//! Event processing loop.
//!
//! The engine is the explicit owner of every moving part: it is constructed
//! with its collaborators, started against an [`EventStream`], and stopped
//! through the returned [`EngineHandle`]. Nothing is process-global.

use std::collections::HashSet;
use std::sync::Arc;
use std::time::Duration;

use parking_lot::Mutex;
use tokio::sync::broadcast::{self, error::TryRecvError};
use tokio::task::JoinHandle;
use tokio_util::sync::CancellationToken;

use crate::audit::AuditSink;
use crate::bus::EventStream;
use crate::cache::{CacheStats, EventCache};
use crate::clock::{Clock, SystemClock};
use crate::config::EngineConfig;
use crate::dispatcher::WebhookDispatcher;
use crate::error::{ConfigError, DeliveryError, RepositoryError};
use crate::matcher::match_rules;
use crate::repository::{RuleRepository, WebhookRepository};
use crate::telemetry::metric_inc;
use crate::types::{DispatchReport, Event, EventStatus, RuleId, Webhook, WebhookId};

/// What happened to one event.
#[derive(Debug, Clone)]
pub struct ProcessedEvent {
    /// The event with its final status.
    pub event: Event,

    /// Rules that fired, in execution order.
    pub matched_rules: Vec<RuleId>,

    pub report: DispatchReport,
}

pub struct AutomationEngine {
    config: EngineConfig,
    rules: Arc<dyn RuleRepository>,
    webhooks: Arc<dyn WebhookRepository>,
    dispatcher: WebhookDispatcher,
    cache: Arc<EventCache<Webhook>>,
    webhook_changes: Mutex<Option<broadcast::Receiver<WebhookId>>>,
    clock: Arc<dyn Clock>,
}

impl AutomationEngine {
    pub fn new(
        config: EngineConfig,
        rules: Arc<dyn RuleRepository>,
        webhooks: Arc<dyn WebhookRepository>,
        audit: Arc<dyn AuditSink>,
    ) -> Result<Self, ConfigError> {
        Self::with_clock(config, rules, webhooks, audit, Arc::new(SystemClock))
    }

    pub fn with_clock(
        config: EngineConfig,
        rules: Arc<dyn RuleRepository>,
        webhooks: Arc<dyn WebhookRepository>,
        audit: Arc<dyn AuditSink>,
        clock: Arc<dyn Clock>,
    ) -> Result<Self, ConfigError> {
        config.validate()?;
        let dispatcher =
            WebhookDispatcher::with_clock(config.dispatcher.clone(), audit, Arc::clone(&clock))?;
        let cache = Arc::new(EventCache::with_clock(&config.cache, Arc::clone(&clock)));
        let webhook_changes = Mutex::new(webhooks.watch());

        Ok(Self {
            config,
            rules,
            webhooks,
            dispatcher,
            cache,
            webhook_changes,
            clock,
        })
    }

    pub fn dispatcher(&self) -> &WebhookDispatcher {
        &self.dispatcher
    }

    pub fn cache_stats(&self) -> CacheStats {
        self.cache.stats()
    }

    /// Forget a cached webhook after it was edited elsewhere.
    pub fn invalidate_webhook(&self, id: &WebhookId) -> bool {
        self.cache.delete(&webhook_cache_key(id))
    }

    /// Process one event with no shutdown signal.
    pub async fn process(&self, event: Event) -> ProcessedEvent {
        self.process_until(event, &CancellationToken::new()).await
    }

    /// Match, dispatch and settle one event.
    ///
    /// The event ends `processed` even when no rule matched or every
    /// delivery failed. It ends `failed` only when its rules could not be
    /// loaded. If `shutdown` cancelled any delivery the event stays
    /// `pending` and rule counters are untouched; processing it again
    /// resumes the unfinished deliveries.
    pub async fn process_until(
        &self,
        mut event: Event,
        shutdown: &CancellationToken,
    ) -> ProcessedEvent {
        if event.status != EventStatus::Pending {
            tracing::debug!(event_id = %event.id, status = ?event.status, "skipping settled event");
            return ProcessedEvent {
                event,
                matched_rules: Vec::new(),
                report: DispatchReport::default(),
            };
        }

        self.sync_webhook_cache();

        let rules = match self.rules.list_rules(&event.tenant_id).await {
            Ok(rules) => rules,
            Err(error) => {
                tracing::error!(
                    event_id = %event.id,
                    tenant_id = %event.tenant_id,
                    %error,
                    "failed to load automation rules"
                );
                metric_inc("automation.event.failed");
                self.settle(&mut event, EventStatus::Failed);
                return ProcessedEvent {
                    event,
                    matched_rules: Vec::new(),
                    report: DispatchReport::default(),
                };
            }
        };

        let matched = match_rules(&event, &rules);
        if matched.is_empty() {
            tracing::debug!(
                event_id = %event.id,
                event_type = %event.event_type,
                "no automation rules matched"
            );
        }

        let mut seen = HashSet::new();
        let targets: Vec<WebhookId> = matched
            .iter()
            .flat_map(|rule| rule.webhook_targets())
            .filter(|id| seen.insert((*id).clone()))
            .cloned()
            .collect();

        let mut report = DispatchReport::default();
        let mut webhooks = Vec::with_capacity(targets.len());
        for id in targets {
            match self.resolve_webhook(&id).await {
                Ok(Some(webhook)) => webhooks.push(webhook),
                Ok(None) => {
                    tracing::warn!(event_id = %event.id, webhook_id = %id, "rule targets unknown webhook");
                    report.record_failure(id, DeliveryError::NotFound);
                }
                Err(error) => {
                    tracing::error!(event_id = %event.id, webhook_id = %id, %error, "webhook lookup failed");
                    report.record_failure(id, DeliveryError::Lookup(error.to_string()));
                }
            }
        }

        report.merge(
            self.dispatcher
                .dispatch_until(&event, &webhooks, shutdown)
                .await,
        );

        let matched_rules: Vec<RuleId> = matched.iter().map(|rule| rule.id.clone()).collect();
        if report.cancelled > 0 {
            tracing::info!(
                event_id = %event.id,
                cancelled = report.cancelled,
                "deliveries cancelled; event left pending"
            );
            return ProcessedEvent {
                event,
                matched_rules,
                report,
            };
        }

        // Counters move once per event, at settlement.
        let executed_at = self.clock.now();
        for rule in &matched_rules {
            if let Err(error) = self.rules.record_execution(rule, executed_at).await {
                tracing::warn!(rule_id = %rule, %error, "failed to record rule execution");
            }
        }

        self.dispatcher.forget_event(&event.id).await;
        self.settle(&mut event, EventStatus::Processed);
        metric_inc("automation.event.processed");

        ProcessedEvent {
            event,
            matched_rules,
            report,
        }
    }

    /// Deliver `event` to every active webhook of its tenant subscribed to
    /// its type, bypassing rules.
    ///
    /// The event's own status is left alone. Fetched webhooks refresh the
    /// cache.
    pub async fn notify_subscribers(
        &self,
        event: &Event,
        shutdown: &CancellationToken,
    ) -> Result<DispatchReport, RepositoryError> {
        self.sync_webhook_cache();

        let subscribers = self
            .webhooks
            .list_subscribed(&event.tenant_id, &event.event_type)
            .await?;
        for webhook in &subscribers {
            self.cache.set(webhook_cache_key(&webhook.id), webhook.clone());
        }

        let report = self
            .dispatcher
            .dispatch_until(event, &subscribers, shutdown)
            .await;
        if report.cancelled == 0 {
            self.dispatcher.forget_event(&event.id).await;
        }
        Ok(report)
    }

    /// Consume `stream` until it closes or `shutdown` fires.
    ///
    /// Returns the number of events processed.
    pub async fn run(&self, mut stream: EventStream, shutdown: CancellationToken) -> u64 {
        let mut processed = 0u64;
        loop {
            let event = tokio::select! {
                biased;
                () = shutdown.cancelled() => break,
                next = stream.recv() => match next {
                    Some(event) => event,
                    None => break,
                },
            };

            let outcome = self.process_until(event, &shutdown).await;
            processed += 1;
            tracing::debug!(
                event_id = %outcome.event.id,
                status = ?outcome.event.status,
                rules = outcome.matched_rules.len(),
                delivered = outcome.report.successful,
                failed = outcome.report.failed,
                "event settled"
            );
        }

        stream.close();
        tracing::info!(processed, "automation loop stopped");
        processed
    }

    /// Spawn the processing loop and the cache sweeper.
    pub fn start(self: Arc<Self>, stream: EventStream) -> EngineHandle {
        let shutdown = CancellationToken::new();
        let sweeper = self.cache.spawn_sweeper(
            Duration::from_millis(self.config.cache.sweep_interval_ms),
            shutdown.clone(),
        );

        let token = shutdown.clone();
        let runner = tokio::spawn(async move { self.run(stream, token).await });

        EngineHandle {
            shutdown,
            runner,
            sweeper,
        }
    }

    /// Drop cached webhooks the repository reported as changed.
    fn sync_webhook_cache(&self) {
        let mut guard = self.webhook_changes.lock();
        let Some(changes) = guard.as_mut() else {
            return;
        };

        let closed = loop {
            match changes.try_recv() {
                Ok(id) => {
                    self.cache.delete(&webhook_cache_key(&id));
                }
                Err(TryRecvError::Empty) => break false,
                Err(TryRecvError::Lagged(skipped)) => {
                    tracing::warn!(skipped, "webhook change feed lagged; clearing webhook cache");
                    self.cache.clear();
                }
                Err(TryRecvError::Closed) => break true,
            }
        };
        if closed {
            tracing::warn!("webhook change feed closed");
            *guard = None;
        }
    }

    async fn resolve_webhook(&self, id: &WebhookId) -> Result<Option<Webhook>, RepositoryError> {
        let key = webhook_cache_key(id);
        if let Some(webhook) = self.cache.get(&key) {
            return Ok(Some(webhook));
        }

        let webhook = self.webhooks.get_webhook(id).await?;
        if let Some(ref webhook) = webhook {
            self.cache.set(key, webhook.clone());
        }
        Ok(webhook)
    }

    fn settle(&self, event: &mut Event, status: EventStatus) {
        let now = self.clock.now();
        let result = match status {
            EventStatus::Failed => event.mark_failed(now),
            _ => event.mark_processed(now),
        };
        if let Err(error) = result {
            tracing::warn!(event_id = %event.id, %error, "event status not updated");
        }
    }
}

fn webhook_cache_key(id: &WebhookId) -> String {
    format!("webhook:{id}")
}

/// Running engine. Dropping the handle leaves the tasks running.
pub struct EngineHandle {
    shutdown: CancellationToken,
    runner: JoinHandle<u64>,
    sweeper: JoinHandle<()>,
}

impl EngineHandle {
    /// Token that stops the loop when cancelled; handy for wiring into
    /// a wider shutdown signal.
    pub fn shutdown_token(&self) -> CancellationToken {
        self.shutdown.clone()
    }

    /// Stop issuing new work, wait for the loop to exit and return the
    /// number of events processed.
    pub async fn stop(self) -> u64 {
        self.shutdown.cancel();
        self.join().await
    }

    /// Wait for the stream to close, then stop the sweeper.
    pub async fn join(self) -> u64 {
        let processed = match self.runner.await {
            Ok(processed) => processed,
            Err(error) => {
                tracing::error!(%error, "automation loop panicked");
                0
            }
        };
        self.shutdown.cancel();
        if let Err(error) = self.sweeper.await {
            tracing::error!(%error, "cache sweeper panicked");
        }
        processed
    }
}
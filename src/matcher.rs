//! Selection of the automation rules that fire for an event.
//!
//! Matching is a pure function of the event and the rule list. The only
//! mutation, [`record_execution`], is applied by the caller once dispatch
//! has been attempted.

use std::cmp::Ordering;

use chrono::{DateTime, Utc};

use crate::error::RuleError;
use crate::types::{AutomationRule, Event};

/// A parsed rule pattern.
#[derive(Debug, Clone, PartialEq, Eq)]
pub enum EventPattern {
    /// `*`: every event type.
    Any,
    Exact(String),
}

impl EventPattern {
    pub fn parse(raw: &str) -> Result<Self, RuleError> {
        if raw.is_empty() {
            return Err(RuleError::EmptyPattern);
        }
        if raw == "*" {
            return Ok(EventPattern::Any);
        }
        if raw.chars().any(char::is_whitespace) {
            return Err(RuleError::Whitespace(raw.to_string()));
        }
        if raw.contains('*') {
            return Err(RuleError::PartialWildcard(raw.to_string()));
        }
        if raw.split('.').any(str::is_empty) {
            return Err(RuleError::EmptySegment(raw.to_string()));
        }
        Ok(EventPattern::Exact(raw.to_string()))
    }

    pub fn matches(&self, event_type: &str) -> bool {
        match self {
            EventPattern::Any => true,
            EventPattern::Exact(expected) => expected == event_type,
        }
    }
}

/// Return the enabled rules of the event's tenant whose pattern matches the
/// event type, in execution order.
///
/// Malformed rules are logged and skipped; they never prevent the remaining
/// rules from matching.
pub fn match_rules(event: &Event, rules: &[AutomationRule]) -> Vec<AutomationRule> {
    let mut matched: Vec<AutomationRule> = rules
        .iter()
        .filter(|rule| rule.enabled && rule.tenant_id == event.tenant_id)
        .filter(|rule| match EventPattern::parse(&rule.event_pattern) {
            Ok(pattern) => pattern.matches(&event.event_type),
            Err(error) => {
                tracing::warn!(
                    rule_id = %rule.id,
                    tenant_id = %rule.tenant_id,
                    %error,
                    "skipping malformed automation rule"
                );
                false
            }
        })
        .cloned()
        .collect();

    matched.sort_by(execution_order);
    matched
}

/// Explicit priorities first (lower runs first), then creation time.
fn execution_order(a: &AutomationRule, b: &AutomationRule) -> Ordering {
    let by_priority = match (a.priority, b.priority) {
        (Some(pa), Some(pb)) => pa.cmp(&pb),
        (Some(_), None) => Ordering::Less,
        (None, Some(_)) => Ordering::Greater,
        (None, None) => Ordering::Equal,
    };
    by_priority
        .then_with(|| a.created_at.cmp(&b.created_at))
        .then_with(|| a.id.cmp(&b.id))
}

/// Bump the execution counters of a rule that was dispatched.
pub fn record_execution(rule: &mut AutomationRule, at: DateTime<Utc>) {
    rule.execution_count += 1;
    rule.last_executed_at = Some(at);
}

#[cfg(test)]
mod tests {
    use chrono::{Duration, TimeZone};

    use super::*;

    fn event(event_type: &str) -> Event {
        Event::new("evt_1", "tenant_a", event_type, serde_json::json!({"id": 1}))
    }

    fn rule(id: &str, pattern: &str) -> AutomationRule {
        AutomationRule::new(id, "tenant_a", id, pattern)
    }

    fn ids(rules: &[AutomationRule]) -> Vec<&str> {
        rules.iter().map(|r| r.id.0.as_str()).collect()
    }

    #[test]
    fn exact_match_ignores_disabled_wildcard() {
        let rules = vec![
            rule("rule1", "campaign.created"),
            rule("rule2", "*").enabled(false),
        ];

        let matched = match_rules(&event("campaign.created"), &rules);
        assert_eq!(ids(&matched), vec!["rule1"]);
    }

    #[test]
    fn wildcard_matches_every_type() {
        let rules = vec![rule("any", "*")];
        for event_type in ["campaign.created", "audit.finding.closed", "x"] {
            assert_eq!(ids(&match_rules(&event(event_type), &rules)), vec!["any"]);
        }
    }

    #[test]
    fn disabled_rules_never_match() {
        let rules = vec![
            rule("exact", "risk.raised").enabled(false),
            rule("any", "*").enabled(false),
        ];
        assert!(match_rules(&event("risk.raised"), &rules).is_empty());
    }

    #[test]
    fn no_partial_matching() {
        let rules = vec![rule("prefix", "campaign"), rule("longer", "campaign.created.v2")];
        assert!(match_rules(&event("campaign.created"), &rules).is_empty());
    }

    #[test]
    fn unmatched_event_yields_empty() {
        assert!(match_rules(&event("committee.met"), &[]).is_empty());
        assert!(match_rules(&event("committee.met"), &[rule("r", "lms.enrolled")]).is_empty());
    }

    #[test]
    fn other_tenants_rules_do_not_match() {
        let mut foreign = rule("foreign", "*");
        foreign.tenant_id = crate::types::TenantId("tenant_b".into());
        assert!(match_rules(&event("campaign.created"), &[foreign]).is_empty());
    }

    #[test]
    fn malformed_rules_are_skipped_not_fatal() {
        let rules = vec![
            rule("glob", "campaign.*"),
            rule("empty", ""),
            rule("spaces", "campaign created"),
            rule("dots", "campaign..created"),
            rule("good", "campaign.created"),
        ];

        assert_eq!(ids(&match_rules(&event("campaign.created"), &rules)), vec!["good"]);
    }

    #[test]
    fn ordering_by_priority_then_creation_time() {
        let t0 = Utc.with_ymd_and_hms(2024, 1, 1, 0, 0, 0).unwrap();
        let rules = vec![
            rule("late", "*").with_created_at(t0 + Duration::hours(2)),
            rule("early", "*").with_created_at(t0),
            rule("p5", "*").with_priority(5).with_created_at(t0 + Duration::hours(3)),
            rule("p1", "*").with_priority(1).with_created_at(t0 + Duration::hours(4)),
        ];

        let matched = match_rules(&event("a.b"), &rules);
        assert_eq!(ids(&matched), vec!["p1", "p5", "early", "late"]);
    }

    #[test]
    fn pattern_parse_cases() {
        assert_eq!(EventPattern::parse("*"), Ok(EventPattern::Any));
        assert_eq!(
            EventPattern::parse("a.b"),
            Ok(EventPattern::Exact("a.b".to_string()))
        );
        assert_eq!(EventPattern::parse(""), Err(RuleError::EmptyPattern));
        assert!(matches!(EventPattern::parse("**"), Err(RuleError::PartialWildcard(_))));
        assert!(matches!(EventPattern::parse(".a"), Err(RuleError::EmptySegment(_))));
    }

    #[test]
    fn record_execution_bumps_counters() {
        let mut r = rule("r", "*");
        let at = Utc::now();
        record_execution(&mut r, at);
        record_execution(&mut r, at);

        assert_eq!(r.execution_count, 2);
        assert_eq!(r.last_executed_at, Some(at));
    }
}
//! In-process event fan-in for the dispatch loop.
//!
//! Producers [`publish`](EventBus::publish) events; consumers
//! [`subscribe`](EventBus::subscribe) to a set of event types and read an
//! [`EventStream`]. Closing or dropping the stream unsubscribes it.

use parking_lot::Mutex;
use tokio::sync::mpsc;

use crate::config::EngineConfig;
use crate::telemetry::metric_inc;
use crate::types::{Event, Subscription};

struct Subscriber {
    filter: Subscription,
    tx: mpsc::Sender<Event>,
}

pub struct EventBus {
    subscribers: Mutex<Vec<Subscriber>>,
    buffer: usize,
}

impl EventBus {
    /// `buffer` bounds each subscriber's queue; publishing waits when a
    /// subscriber falls behind.
    pub fn new(buffer: usize) -> Self {
        Self {
            subscribers: Mutex::new(Vec::new()),
            buffer: buffer.max(1),
        }
    }

    /// Bus whose subscriptions queue up to `event_buffer` events each.
    pub fn from_config(config: &EngineConfig) -> Self {
        Self::new(config.event_buffer)
    }

    pub fn subscribe(&self, filter: Subscription) -> EventStream {
        let (tx, rx) = mpsc::channel(self.buffer);
        self.subscribers.lock().push(Subscriber { filter, tx });
        EventStream { rx }
    }

    /// Send `event` to every matching subscriber, returning how many
    /// received it. Closed streams are pruned.
    pub async fn publish(&self, event: &Event) -> usize {
        let targets: Vec<mpsc::Sender<Event>> = {
            let mut subscribers = self.subscribers.lock();
            subscribers.retain(|s| !s.tx.is_closed());
            subscribers
                .iter()
                .filter(|s| s.filter.matches(&event.event_type))
                .map(|s| s.tx.clone())
                .collect()
        };

        let mut delivered = 0;
        for tx in targets {
            if tx.send(event.clone()).await.is_ok() {
                delivered += 1;
            }
        }

        metric_inc("automation.bus.published");
        tracing::trace!(event_id = %event.id, delivered, "event published");
        delivered
    }

    pub fn subscriber_count(&self) -> usize {
        let mut subscribers = self.subscribers.lock();
        subscribers.retain(|s| !s.tx.is_closed());
        subscribers.len()
    }
}

/// Receiving half of a subscription.
pub struct EventStream {
    rx: mpsc::Receiver<Event>,
}

impl EventStream {
    /// Next event, or `None` once the stream is closed and drained.
    pub async fn recv(&mut self) -> Option<Event> {
        self.rx.recv().await
    }

    /// Stop accepting new events. Already queued events can still be read.
    pub fn close(&mut self) {
        self.rx.close();
    }
}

---

■ TASK REQUIREMENTS ■
Your answer should be a single number, which is the count of lines in the data above that include the word "each".

■ ANSWER TO THIS PROBLEM ■
2